55

    To Nathaniel Barrell

    Philadelphia        30 January 1791

    My friend—

    In my last, which was wrote soon after my arrival to this City, I informed you that it began to be reported about, that General [Josiah] Harmar had been defeated in the Western Territory1—soon after I wrote you, particular accounts of the expedition, the numbers killed, with other circumstances relative to the retreat &c were laid before Congress by the president2—all which have been published in the papers—and without doubt reached you—

    It was then expected, & by some information, we were led to hope the Indians had received such a Loss as would cause them to retire far from our settlements, & give them no disturbance thro the winter—but our hopes have vanished—and given way to an almost despare for our settlements in the more exposed parts of the western Territory—The last week I saw a Letter from Marietta [Ohio] dated the eighth inst. which sais, that on the second, a party of Indians attacked and carried a Block-house, about twenty miles from that place—in it were eleven men, one woman & two children.
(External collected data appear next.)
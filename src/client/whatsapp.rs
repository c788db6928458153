use crate::client::{CancelScope, InfobipClient, InfobipError};
use crate::domain::{ApiResponse, ResponseDetails};
use crate::models::whatsapp::{
    WhatsAppBulkMessageInfo, WhatsAppBulkTemplateRequest, WhatsAppLocationMessage,
    WhatsAppSingleMessageInfo, WhatsAppTextMessage,
};
use crate::transport::path_segment;

impl InfobipClient {
    pub async fn send_whatsapp_text(
        &self,
        scope: &CancelScope,
        message: &WhatsAppTextMessage,
    ) -> Result<ApiResponse<WhatsAppSingleMessageInfo>, InfobipError> {
        self.post_json(scope, "whatsapp/1/message/text", message, &[])
            .await
    }

    pub async fn send_whatsapp_location(
        &self,
        scope: &CancelScope,
        message: &WhatsAppLocationMessage,
    ) -> Result<ApiResponse<WhatsAppSingleMessageInfo>, InfobipError> {
        self.post_json(scope, "whatsapp/1/message/location", message, &[])
            .await
    }

    /// Send template messages; templates must be registered and approved first.
    pub async fn send_whatsapp_template(
        &self,
        scope: &CancelScope,
        request: &WhatsAppBulkTemplateRequest,
    ) -> Result<ApiResponse<WhatsAppBulkMessageInfo>, InfobipError> {
        self.post_json(scope, "whatsapp/1/message/template", request, &[])
            .await
    }

    /// Delete every language variant of template `name` registered for `sender`.
    pub async fn delete_whatsapp_template(
        &self,
        scope: &CancelScope,
        sender: &str,
        name: &str,
    ) -> Result<ResponseDetails, InfobipError> {
        let path = format!(
            "whatsapp/2/senders/{}/templates/{}",
            path_segment(sender),
            path_segment(name)
        );
        self.delete(scope, &path, &[]).await
    }
}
These were all put to instant death—and three men at a small distance from the Block-house are supposed to be taken prisoners, as their bodies had not been found, nor had they been heard of when the express came away—Official accounts were, at the same time, sent to the Secretary at War, & have since been laid before Congress, by the President3

    The settlements in that Territory are in eminent danger; they cannot, at & about Marietta, muster more than 200 armed men—And no support can be had short of 180, or 200 miles—

    Something decisive will, probably, be done by Congress before they rise, touching an additional force being sent into that Country—And I think it must now be determined whether the Indians shall be exterminated, or the settlement of that Country be abandoned. There is no other alternative—Indians & white people cannot live in the neighbourhood of each other, especially if the former be numerous, without continuall depredations—The ideas and habits of civilized and uncivilized man are in all things different—They have two few notions in common to suffer them to live long in peace.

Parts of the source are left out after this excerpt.